REQUIREMENT — Of all the lines below, return only those starting with the line holding "excluded from processing" and going on through the line holding "let id = row.id;", exactly as written.

-*-

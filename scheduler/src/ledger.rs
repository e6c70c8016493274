//! Cycle-local copy of the persisted records.

use std::collections::{HashMap, HashSet};

use db::dtos::{ExecutionUnit, Job};
use db::{DecodeError, JobStore, StoreError};
use tracing::error;
use uuid::Uuid;

/// A stored record that failed to decode and is excluded from processing
/// until it is migrated by hand.
#[derive(Debug, Clone, PartialEq)]
pub struct CorruptedRecord {
    pub entity: &'static str,
    pub id: Uuid,
    pub error: DecodeError,
}

/// Jobs in run order and their active units, as loaded at the start of a cycle.
pub struct Ledger {
    pub jobs: Vec<Job>,
    pub units: Vec<ExecutionUnit>,
    pub corrupted: Vec<CorruptedRecord>,
    /// External ids of units that could not be decoded. They still exist and
    /// must never be taken for orphans.
    pub reserved_external_ids: HashSet<String>,
    loaded_jobs: HashMap<Uuid, Job>,
    loaded_units: HashMap<Uuid, ExecutionUnit>,
}

impl Ledger {
    pub async fn load(store: &dyn JobStore) -> Result<Self, StoreError> {
        let mut corrupted = Vec::new();

        let mut jobs = Vec::new();
        for row in store.jobs_in_run_order().await? {
            let id = row.id;
            match Job::try_from(row) {
                Ok(job) => jobs.push(job),
                Err(error) => {
                    error!(job_id = %id, "Skipping job until it is migrated: {error}");
                    corrupted.push(CorruptedRecord {
                        entity: "job",
                        id,
                        error,
                    });
                }
            }
        }
        jobs.sort_by_key(|job| (job.started_at.is_none(), job.started_at, job.key));

        let mut rows = store.active_units().await?;
        let mut seen: HashSet<Uuid> = rows.iter().map(|row| row.id).collect();
        // A retired unit can still hold a task whose result must be collected.
        for row in store.units_with_task_handle().await? {
            if seen.insert(row.id) {
                rows.push(row);
            }
        }
        rows.sort_by(|a, b| (a.created_at, a.id).cmp(&(b.created_at, b.id)));

        let mut units = Vec::new();
        let mut reserved_external_ids = HashSet::new();
        for row in rows {
            let (id, external_id) = (row.id, row.external_id.clone());
            match ExecutionUnit::try_from(row) {
                Ok(unit) => units.push(unit),
                Err(error) => {
                    error!(unit_id = %id, %external_id, "Skipping execution unit until it is migrated: {error}");
                    if !external_id.is_empty() {
                        reserved_external_ids.insert(external_id);
                    }
                    corrupted.push(CorruptedRecord {
                        entity: "execution unit",
                        id,
                        error,
                    });
                }
            }
        }

        Ok(Self {
            loaded_jobs: jobs.iter().map(|job| (job.id, job.clone())).collect(),
            loaded_units: units.iter().map(|unit| (unit.id, unit.clone())).collect(),
            jobs,
            units,
            corrupted,
            reserved_external_ids,
        })
    }

    /// Writes back every record that changed since [`Ledger::load`] and inserts
    /// new units. Returns the number of records written.
    pub async fn persist(&self, store: &dyn JobStore) -> Result<usize, StoreError> {
        let mut written = 0;

        for unit in &self.units {
            match self.loaded_units.get(&unit.id) {
                None => store.insert_unit(unit).await?,
                Some(loaded) if loaded == unit => continue,
                Some(_) => store.save_unit(unit).await?,
            }
            written += 1;
        }

        for job in &self.jobs {
            if self.loaded_jobs.get(&job.id) == Some(job) {
                continue;
            }
            store.save_job(job).await?;
            written += 1;
        }

        Ok(written)
    }

    pub fn corrupted_jobs(&self) -> impl Iterator<Item = &CorruptedRecord> {
        self.corrupted.iter().filter(|record| record.entity == "job")
    }
}

#[cfg(test)]
mod tests {
    use chrono::Utc;
    use db::dtos::{ExecutionKind, Phase, Stage, TaskRef, UnitBackend, UnitState};
    use db::entities::JobRow;
    use db::MemoryStore;

    use super::*;

    #[tokio::test]
    async fn corrupted_jobs_are_reported_not_loaded() {
        let store = MemoryStore::new();
        let good = store
            .insert_job(&Job::new("good", ExecutionKind::Main, Utc::now()))
            .await
            .unwrap();
        let mut row = JobRow::from(&Job::new("broken", ExecutionKind::Main, Utc::now()));
        row.phase = 47;
        store.insert_job_row(row).await;

        let ledger = Ledger::load(&store).await.unwrap();

        assert!(ledger.jobs.iter().any(|job| job.id == good.id));
        let corrupted: Vec<_> = ledger.corrupted_jobs().collect();
        assert_eq!(corrupted.len(), 1);
        assert_eq!(corrupted[0].error, DecodeError::PhaseDataCorruption { code: 47 });
    }

    #[tokio::test]
    async fn loads_retired_units_only_while_they_hold_a_task() {
        let store = MemoryStore::new();
        let job = store
            .insert_job(&Job::new("wing", ExecutionKind::Main, Utc::now()))
            .await
            .unwrap();

        let mut pending = ExecutionUnit::new(job.id, Stage::Export, UnitBackend::Container, Utc::now());
        pending.desired_state = UnitState::NonExistent;
        pending.task_handle = Some(TaskRef::Dispatched(Uuid::new_v4()));
        let mut retired = ExecutionUnit::new(job.id, Stage::Simulate, UnitBackend::Container, Utc::now());
        retired.desired_state = UnitState::NonExistent;
        let live = ExecutionUnit::new(job.id, Stage::Synchronize, UnitBackend::Container, Utc::now());
        for unit in [&pending, &retired, &live] {
            store.insert_unit(unit).await.unwrap();
        }

        let ledger = Ledger::load(&store).await.unwrap();

        let ids: HashSet<Uuid> = ledger.units.iter().map(|unit| unit.id).collect();
        assert_eq!(ids, HashSet::from([pending.id, live.id]));
    }

    #[tokio::test]
    async fn jobs_started_together_keep_submission_order() {
        let store = MemoryStore::new();
        let started_at = Utc::now();
        let mut keys = Vec::new();
        for name in ["first", "second", "third"] {
            let mut job = Job::new(name, ExecutionKind::Main, started_at);
            job.phase = Phase::Queued;
            job.started_at = Some(started_at);
            keys.push(store.insert_job(&job).await.unwrap().key);
        }

        let ledger = Ledger::load(&store).await.unwrap();

        let names: Vec<&str> = ledger.jobs.iter().map(|job| job.name.as_str()).collect();
        assert_eq!(names, ["first", "second", "third"]);
        assert!(keys.windows(2).all(|pair| pair[0] < pair[1]));
    }

    #[tokio::test]
    async fn persists_only_changes() {
        let store = MemoryStore::new();
        let job = store
            .insert_job(&Job::new("wing", ExecutionKind::Main, Utc::now()))
            .await
            .unwrap();

        let mut ledger = Ledger::load(&store).await.unwrap();
        assert_eq!(ledger.persist(&store).await.unwrap(), 0);

        ledger.jobs[0].phase = Phase::Queued;
        ledger
            .units
            .push(ExecutionUnit::new(job.id, Stage::Preprocess, UnitBackend::Container, Utc::now()));
        assert_eq!(ledger.persist(&store).await.unwrap(), 2);

        assert_eq!(store.job(job.id).await.map(|job| job.phase), Some(Phase::Queued));
        assert_eq!(store.unit_count().await, 1);
    }
}
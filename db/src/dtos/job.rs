use std::fmt;
use std::str::FromStr;

use chrono::{DateTime, Utc};
use serde::{Deserialize, Serialize};
use uuid::Uuid;

use super::{ExecutionKind, Phase, Stage};
use crate::DecodeError;

/// Pending user request, consumed by the phase state machine.
#[derive(Debug, Clone, Copy, PartialEq, Eq, Hash, Serialize, Deserialize)]
#[serde(rename_all = "lowercase")]
pub enum JobSignal {
    Abort,
    Resume,
    Stop,
}

impl JobSignal {
    pub fn as_str(self) -> &'static str {
        match self {
            JobSignal::Abort => "abort",
            JobSignal::Resume => "resume",
            JobSignal::Stop => "stop",
        }
    }
}

impl fmt::Display for JobSignal {
    fn fmt(&self, f: &mut fmt::Formatter<'_>) -> fmt::Result {
        f.write_str(self.as_str())
    }
}

impl FromStr for JobSignal {
    type Err = DecodeError;

    fn from_str(s: &str) -> Result<Self, Self::Err> {
        match s {
            "abort" => Ok(JobSignal::Abort),
            "resume" => Ok(JobSignal::Resume),
            "stop" => Ok(JobSignal::Stop),
            _ => Err(DecodeError::unknown("signal", s)),
        }
    }
}

/// A single simulation run.
#[derive(Debug, Clone, PartialEq, Serialize, Deserialize)]
#[serde(rename_all = "camelCase")]
pub struct Job {
    pub id: Uuid,
    /// Local numeric key, assigned by the store.
    pub key: i64,
    pub name: String,
    pub phase: Phase,
    pub execution_kind: ExecutionKind,
    /// Last stage the job entered.
    pub stage: Option<Stage>,
    /// Pause in `Idle` once this stage has finished.
    pub idle_after: Option<Stage>,
    pub signal: Option<JobSignal>,
    pub progress: u8,
    /// Diagnostic payload of a `Failed` job.
    pub failure: Option<String>,
    pub created_at: DateTime<Utc>,
    pub started_at: Option<DateTime<Utc>>,
    pub finished_at: Option<DateTime<Utc>>,
}

impl Job {
    pub fn new(name: impl Into<String>, execution_kind: ExecutionKind, now: DateTime<Utc>) -> Self {
        Self {
            id: Uuid::new_v4(),
            key: 0,
            name: name.into(),
            phase: Phase::New,
            execution_kind,
            stage: None,
            idle_after: None,
            signal: None,
            progress: 0,
            failure: None,
            created_at: now,
            started_at: None,
            finished_at: None,
        }
    }

    pub fn with_idle_after(mut self, stage: Stage) -> Self {
        self.idle_after = Some(stage);
        self
    }
}
use std::collections::{BTreeMap, HashMap};
use std::path::{Path, PathBuf};

use db::dtos::{ExecutionUnit, Job, Stage, UnitBackend};
use serde::{Deserialize, Serialize};
use thiserror::Error;
use worker::runtime::{LABEL_JOB, LABEL_MANAGED_BY, LABEL_STAGE, LABEL_UNIT};
use worker::UnitSpec;

/// Mount point of `DATA_ROOT` inside every unit.
pub const DATA_MOUNT: &str = "/data";

#[derive(Error, Debug)]
pub enum TemplateError {
    #[error("failed to read stage templates from {path}: {source}")]
    Read {
        path: PathBuf,
        source: std::io::Error,
    },

    #[error("invalid stage templates: {0}")]
    Parse(#[from] serde_json::Error),
}

fn container() -> UnitBackend {
    UnitBackend::Container
}

/// How to run one pipeline stage.
#[derive(Debug, Clone, PartialEq, Eq, Serialize, Deserialize)]
pub struct StageTemplate {
    #[serde(default = "container")]
    pub backend: UnitBackend,
    pub image: String,
    #[serde(default)]
    pub command: Vec<String>,
    #[serde(default)]
    pub env: BTreeMap<String, String>,
    #[serde(default)]
    pub binds: Vec<String>,
}

impl StageTemplate {
    pub fn container(image: impl Into<String>) -> Self {
        Self {
            backend: UnitBackend::Container,
            image: image.into(),
            command: Vec::new(),
            env: BTreeMap::new(),
            binds: Vec::new(),
        }
    }

    pub fn workflow(definition: impl Into<String>) -> Self {
        Self {
            backend: UnitBackend::Workflow,
            ..Self::container(definition)
        }
    }

    /// Builds the runtime spec for `unit`, labelled so its runtime entry can be
    /// traced back to the job and unit.
    pub fn unit_spec(
        &self,
        job: &Job,
        unit: &ExecutionUnit,
        runtime_label: &str,
        data_root: Option<&str>,
    ) -> UnitSpec {
        let short_id = unit.id.simple().to_string();

        let mut env = self.env.clone();
        env.insert("SIM_JOB_ID".to_string(), job.id.to_string());
        env.insert("SIM_STAGE".to_string(), unit.stage.to_string());

        let mut binds = self.binds.clone();
        if let Some(root) = data_root {
            binds.push(format!("{root}:{DATA_MOUNT}"));
        }

        let labels = BTreeMap::from([
            (LABEL_MANAGED_BY.to_string(), runtime_label.to_string()),
            (LABEL_JOB.to_string(), job.id.to_string()),
            (LABEL_UNIT.to_string(), unit.id.to_string()),
            (LABEL_STAGE.to_string(), unit.stage.to_string()),
        ]);

        UnitSpec {
            name: format!("sim-{}-{}-{}", job.key, unit.stage, &short_id[..8]),
            image: self.image.clone(),
            command: self.command.clone(),
            env,
            binds,
            labels,
        }
    }
}

/// Stage name to template, loaded from the `STAGE_TEMPLATES` JSON file.
#[derive(Debug, Clone, Default, PartialEq, Eq, Deserialize)]
#[serde(transparent)]
pub struct StageTemplates {
    stages: HashMap<Stage, StageTemplate>,
}

impl StageTemplates {
    pub fn load(path: &Path) -> Result<Self, TemplateError> {
        let raw = std::fs::read_to_string(path).map_err(|source| TemplateError::Read {
            path: path.to_path_buf(),
            source,
        })?;
        Self::from_json(&raw)
    }

    pub fn from_json(raw: &str) -> Result<Self, TemplateError> {
        Ok(serde_json::from_str(raw)?)
    }

    pub fn with(mut self, stage: Stage, template: StageTemplate) -> Self {
        self.stages.insert(stage, template);
        self
    }

    /// Every stage runs `image` in a container.
    pub fn uniform(image: &str) -> Self {
        Stage::ALL
            .into_iter()
            .fold(Self::default(), |templates, stage| {
                templates.with(stage, StageTemplate::container(image))
            })
    }

    pub fn get(&self, stage: Stage) -> Option<&StageTemplate> {
        self.stages.get(&stage)
    }

    pub fn is_empty(&self) -> bool {
        self.stages.is_empty()
    }
}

-*-

TASK RESPONSE —
/// A stored record that failed to decode and is excluded from processing
/// until it is migrated by hand.
#[derive(Debug, Clone, PartialEq)]
pub struct CorruptedRecord {
    pub entity: &'static str,
    pub id: Uuid,
    pub error: DecodeError,
}

/// Jobs in run order and their active units, as loaded at the start of a cycle.
pub struct Ledger {
    pub jobs: Vec<Job>,
    pub units: Vec<ExecutionUnit>,
    pub corrupted: Vec<CorruptedRecord>,
    /// External ids of units that could not be decoded. They still exist and
    /// must never be taken for orphans.
    pub reserved_external_ids: HashSet<String>,
    loaded_jobs: HashMap<Uuid, Job>,
    loaded_units: HashMap<Uuid, ExecutionUnit>,
}

impl Ledger {
    pub async fn load(store: &dyn JobStore) -> Result<Self, StoreError> {
        let mut corrupted = Vec::new();

        let mut jobs = Vec::new();
        for row in store.jobs_in_run_order().await? {
            let id = row.id;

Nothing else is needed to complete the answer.